Activity:
Word for word, restate the lines of the material below from its first line through the one containing "pub trait StatisticsRepository: Send". Omit the rest.

Start of Records for the task

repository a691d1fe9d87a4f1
// Copyright (c) 2025 Kirky.X
//
// Licensed under the MIT License
// See LICENSE file in the project root for full license information.

use super::RepositoryError;
use crate::domain::models::statistics::{EventRow, RatingRow};
use async_trait::async_trait;
use chrono::{DateTime, Utc};

/// 开球时间范围，两端均包含
#[derive(Debug, Clone, Copy, Default, PartialEq, Eq)]
pub struct DateRange {
    pub start: Option<DateTime<Utc>>,
    pub end: Option<DateTime<Utc>>,
}

/// 统计仓库特质
///
/// 只负责读取原始行，聚合在 `StatisticsService` 中完成
#[async_trait]
pub trait StatisticsRepository: Send + Sync {
    /// 读取评分行，可按出场球队和比赛时间过滤
    async fn rating_rows(
        &self,
        team_id: Option<&str>,
        range: DateRange,
    ) -> Result<Vec<RatingRow>, RepositoryError>;

    /// 读取涉及球员的事件行
    async fn event_rows(&self, range: DateRange) -> Result<Vec<EventRow>, RepositoryError>;
}
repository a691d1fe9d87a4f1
// Copyright (c) 2025 Kirky.X
//
// Licensed under the MIT License
// See LICENSE file in the project root for full license information.

/// 数据库模块
///
/// 提供数据库连接和实体管理功能
/// 包括数据库连接池和实体定义
pub mod connection;
pub mod entities;
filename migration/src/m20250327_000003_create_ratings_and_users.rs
use sea_orm_migration::prelude::*;

use crate::m20250325_000002_create_lineup_tables::MatchPlayers;

#[derive(DeriveMigrationName)]
pub struct Migration;

#[async_trait::async_trait]
impl MigrationTrait for Migration {
    async fn up(&self, manager: &SchemaManager) -> Result<(), DbErr> {
        manager
            .create_table(
                Table::create()
                    .table(Ratings::Table)
                    .if_not_exists()
                    .col(ColumnDef::new(Ratings::Id).string().not_null().primary_key())
                    .col(ColumnDef::new(Ratings::MatchPlayerId).string().not_null())
                    .col(ColumnDef::new(Ratings::UserId).string().not_null())
                    .col(
                        ColumnDef::new(Ratings::Score)
                            .integer()
                            .not_null()
                            .check(
                                Expr::col(Ratings::Score)
                                    .gte(1)
                                    .and(Expr::col(Ratings::Score).lte(10)),
                            ),
                    )
                    .col(
                        ColumnDef::new(Ratings::CreatedAt)
                            .timestamp_with_time_zone()
                            .not_null()
                            .default(Expr::current_timestamp()),
                    )
                    .foreign_key(
                        ForeignKey::create()
                            .name("fk_ratings_match_player")
                            .from(Ratings::Table, Ratings::MatchPlayerId)
                            .to(MatchPlayers::Table, MatchPlayers::Id)
                            .on_delete(ForeignKeyAction::Cascade),
                    )
                    .to_owned(),
            )
            .await?;

        // One rating per user and match player
        manager
            .create_index(
                Index::create()
                    .name("idx_ratings_match_player_user")
                    .table(Ratings::Table)
                    .col(Ratings::MatchPlayerId)
                    .col(Ratings::UserId)
                    .unique()
                    .to_owned(),
            )
            .await?;

        manager
            .create_table(
                Table::create()
                    .table(Users::Table)
                    .if_not_exists()
                    .col(ColumnDef::new(Users::Id).string().not_null().primary_key())
                    .col(ColumnDef::new(Users::Email).string().not_null())
                    .col(ColumnDef::new(Users::Name).string().not_null())
                    .col(ColumnDef::new(Users::Picture).string().not_null())
                    .col(
                        ColumnDef::new(Users::Roles)
                            .string()
                            .not_null()
                            .default("user"),
                    )
                    .col(
                        ColumnDef::new(Users::CreatedAt)
                            .timestamp_with_time_zone()
                            .not_null()
                            .default(Expr::current_timestamp()),
                    )
                    .col(
                        ColumnDef::new(Users::UpdatedAt)
                            .timestamp_with_time_zone()
                            .not_null()
                            .default(Expr::current_timestamp()),
                    )
                    .to_owned(),
            )
            .await?;

        manager
            .create_index(
                Index::create()
                    .name("idx_users_email")
                    .table(Users::Table)
                    .col(Users::Email)
                    .unique()
                    .to_owned(),
            )
            .await
    }

    async fn down(&self, manager: &SchemaManager) -> Result<(), DbErr> {
        manager
            .drop_table(Table::drop().table(Users::Table).to_owned())
            .await?;
        manager
            .drop_table(Table::drop().table(Ratings::Table).to_owned())
            .await
    }
}

#[derive(DeriveIden)]
enum Ratings {
    Table,
    Id,
    MatchPlayerId,
    UserId,
    Score,
    CreatedAt,
}

#[derive(DeriveIden)]
enum Users {
    Table,
    Id,
    Email,
    Name,
    Picture,
    Roles,
    CreatedAt,
    UpdatedAt,
}
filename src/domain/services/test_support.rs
use crate::domain::models::matches::Match;
use crate::domain::models::player::{Player, Position};
use crate::domain::models::team::Team;
use crate::domain::repositories::match_repository::MatchRepository;
use crate::domain::repositories::player_repository::PlayerRepository;
use crate::domain::repositories::team_repository::TeamRepository;
use crate::infrastructure::repositories::match_repo_impl::MatchRepositoryImpl;
use crate::infrastructure::repositories::player_repo_impl::PlayerRepositoryImpl;
use crate::infrastructure::repositories::team_repo_impl::TeamRepositoryImpl;
use chrono::{TimeZone, Utc};
use migration::{Migrator, MigratorTrait};
use sea_orm::{ConnectOptions, Database, DatabaseConnection};
use std::sync::Arc;

pub const HOME_TEAM: &str = "1";
pub const AWAY_TEAM: &str = "2";
pub const MATCH_ID: &str = "match-1";

/// 已执行迁移的内存 SQLite
pub async fn memory_db() -> Arc<DatabaseConnection> {
    let mut opt = ConnectOptions::new("sqlite::memory:");
    opt.max_connections(1).min_connections(1).sqlx_logging(false);
    let db = Database::connect(opt).await.unwrap();
    Migrator::up(&db, None).await.unwrap();
    Arc::new(db)
}

/// 两支球队、每队两名球员和一场比赛
pub async fn seed_league(db: &Arc<DatabaseConnection>) {
    let teams = TeamRepositoryImpl::new(db.clone());
    teams
        .create(&Team::new(HOME_TEAM, "Rosenborg", "RBK"))
        .await
        .unwrap();
    teams
        .create(&Team::new(AWAY_TEAM, "Molde", "MFK"))
        .await
        .unwrap();

    let players = PlayerRepositoryImpl::new(db.clone());
    for (id, first, last, team, position) in [
        ("p1", "Ola", "Hansen", HOME_TEAM, Position::Forward),
        ("p2", "Per", "Olsen", HOME_TEAM, Position::Midfielder),
        ("p3", "Kari", "Berg", AWAY_TEAM, Position::Defender),
        ("p4", "Nils", "Dahl", AWAY_TEAM, Position::Goalkeeper),
    ] {
        let mut player = Player::new(id, first, last);
        player.team_id = Some(team.to_string());
        player.position = position;
        players.create(&player).await.unwrap();
    }

    let date = Utc.with_ymd_and_hms(2025, 4, 1, 18, 0, 0).unwrap();
    MatchRepositoryImpl::new(db.clone())
        .create(&Match::new(MATCH_ID, HOME_TEAM, AWAY_TEAM, date))
        .await
        .unwrap();
}
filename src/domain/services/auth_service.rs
// Copyright (c) 2025 Kirky.X
//
// Licensed under the MIT License
// See LICENSE file in the project root for full license information.

use crate::domain::errors::DomainError;
use crate::domain::models::user::{has_role, User, ROLE_ADMIN, ROLE_USER};
use crate::domain::repositories::user_repository::UserRepository;
use async_trait::async_trait;
use chrono::Utc;
use serde::{Deserialize, Serialize};
use std::sync::Arc;
use tracing::{info, warn};
use uuid::Uuid;

/// JWT 载荷
#[derive(Debug, Clone, PartialEq, Serialize, Deserialize)]
pub struct Claims {
    /// 用户ID
    pub sub: String,
    pub email: String,
    pub name: String,
    pub roles: Vec<String>,
    pub iss: String,
    pub aud: String,
    pub iat: i64,
    pub exp: i64,
}

/// 经 Google 校验后的身份信息
#[derive(Debug, Clone, PartialEq)]
pub struct GoogleIdentity {
    pub email: String,
    pub email_verified: bool,
    /// 令牌签发给的客户端ID
    pub audience: String,
    pub name: Option<String>,
    pub picture: Option<String>,
}

/// Google ID 令牌校验器
#[async_trait]
pub trait IdTokenVerifier: Send + Sync {
    async fn verify(&self, id_token: &str) -> Result<GoogleIdentity, DomainError>;
}

/// 访问令牌编解码
pub trait TokenCodec: Send + Sync {
    fn issue(&self, user: &User) -> Result<String, DomainError>;
    fn decode(&self, token: &str) -> Result<Claims, DomainError>;
}

/// 登录结果
#[derive(Debug, Clone, Serialize)]
pub struct AuthSession {
    pub token: String,
    pub user: User,
}

/// 登录请求中客户端提供的资料
#[derive(Debug, Clone, Default)]
pub struct GoogleLogin {
    pub id_token: String,
    pub email: String,
    pub name: Option<String>,
    pub picture: Option<String>,
}

/// 认证服务
///
/// 校验 Google 身份、维护用户记录并签发访问令牌
pub struct AuthService {
    users: Arc<dyn UserRepository>,
    verifier: Arc<dyn IdTokenVerifier>,
    tokens: Arc<dyn TokenCodec>,
    google_client_id: String,
    admin_emails: Vec<String>,
}

impl AuthService {
    pub fn new(
        users: Arc<dyn UserRepository>,
        verifier: Arc<dyn IdTokenVerifier>,
        tokens: Arc<dyn TokenCodec>,
        google_client_id: String,
        admin_emails: Vec<String>,
    ) -> Self {
        Self {
            users,
            verifier,
            tokens,
            google_client_id,
            admin_emails,
        }
    }

    /// 使用 Google ID 令牌登录
    ///
    /// # 参数
    ///
    /// * `login` - ID 令牌以及客户端声明的邮箱、姓名和头像
    ///
    /// # 返回值
    ///
    /// * `Ok(AuthSession)` - 访问令牌与最新的用户记录
    /// * `Err(DomainError::Unauthorized)` - 令牌无效、受众不符、邮箱不符或未验证
    pub async fn authenticate_google(&self, login: GoogleLogin) -> Result<AuthSession, DomainError> {
        if login.id_token.trim().is_empty() {
            return Err(DomainError::validation("id_token is required"));
        }

        let identity = self.verifier.verify(&login.id_token).await?;

        if self.google_client_id.is_empty() || identity.audience != self.google_client_id {
            warn!("Rejected Google token issued for audience {}", identity.audience);
            return Err(DomainError::Unauthorized("token audience mismatch".to_string()));
        }
        if !identity.email.eq_ignore_ascii_case(login.email.trim()) {
            return Err(DomainError::Unauthorized("email does not match token".to_string()));
        }
        if !identity.email_verified {
            return Err(DomainError::Unauthorized("email is not verified".to_string()));
        }

        let existing = self.users.find_by_email(&identity.email).await?;
        let now = Utc::now();

        let mut roles = existing
            .as_ref()
            .map(|u| u.roles.clone())
            .filter(|roles| !roles.is_empty())
            .unwrap_or_else(|| vec![ROLE_USER.to_string()]);
        if self.is_bootstrap_admin(&identity.email) && !has_role(&roles, ROLE_ADMIN) {
            roles.push(ROLE_ADMIN.to_string());
        }

        let name = non_empty(login.name)
            .or(identity.name)
            .or_else(|| existing.as_ref().map(|u| u.name.clone()))
            .unwrap_or_default();
        let picture = non_empty(login.picture)
            .or(identity.picture)
            .or_else(|| existing.as_ref().map(|u| u.picture.clone()))
            .unwrap_or_default();

        let user = User {
            id: existing
                .as_ref()
                .map(|u| u.id.clone())
                .unwrap_or_else(|| Uuid::new_v4().to_string()),
            email: identity.email.clone(),
            name,
            picture,
            roles,
            created_at: existing.as_ref().map(|u| u.created_at).unwrap_or(now),
            updated_at: now,
        };

        let user = self.users.upsert(&user).await?;
        let token = self.tokens.issue(&user)?;

        info!(
            "User {} signed in ({})",
            user.id,
            if existing.is_some() { "existing" } else { "new" }
        );

        Ok(AuthSession { token, user })
    }

    /// 校验访问令牌并返回载荷
    pub fn verify_token(&self, token: &str) -> Result<Claims, DomainError> {
        self.tokens.decode(token)
    }

    /// 根据令牌解析当前用户，角色以数据库为准
    pub async fn resolve_bearer(&self, token: &str) -> Result<User, DomainError> {
        let claims = self.verify_token(token)?;
        self.users
            .find_by_id(&claims.sub)
            .await?
            .ok_or_else(|| DomainError::Unauthorized("user no longer exists".to_string()))
    }

    pub async fn current_user(&self, id: &str) -> Result<User, DomainError> {
        self.users
            .find_by_id(id)
            .await?
            .ok_or_else(|| DomainError::not_found("User"))
    }

    fn is_bootstrap_admin(&self, email: &str) -> bool {
        self.admin_emails
            .iter()
            .any(|admin| admin.trim().eq_ignore_ascii_case(email))
    }
}

fn non_empty(value: Option<String>) -> Option<String> {
    value
        .map(|v| v.trim().to_string())
        .filter(|v| !v.is_empty())
}

#[cfg(test)]
#[path = "auth_service_test.rs"]
mod tests;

End of Records for the task

Answer to this problem:
repository a691d1fe9d87a4f1
// Copyright (c) 2025 Kirky.X
//
// Licensed under the MIT License
// See LICENSE file in the project root for full license information.

use super::RepositoryError;
use crate::domain::models::statistics::{EventRow, RatingRow};
use async_trait::async_trait;
use chrono::{DateTime, Utc};

/// 开球时间范围，两端均包含
#[derive(Debug, Clone, Copy, Default, PartialEq, Eq)]
pub struct DateRange {
    pub start: Option<DateTime<Utc>>,
    pub end: Option<DateTime<Utc>>,
}

/// 统计仓库特质
///
/// 只负责读取原始行，聚合在 `StatisticsService` 中完成
#[async_trait]
pub trait StatisticsRepository: Send + Sync {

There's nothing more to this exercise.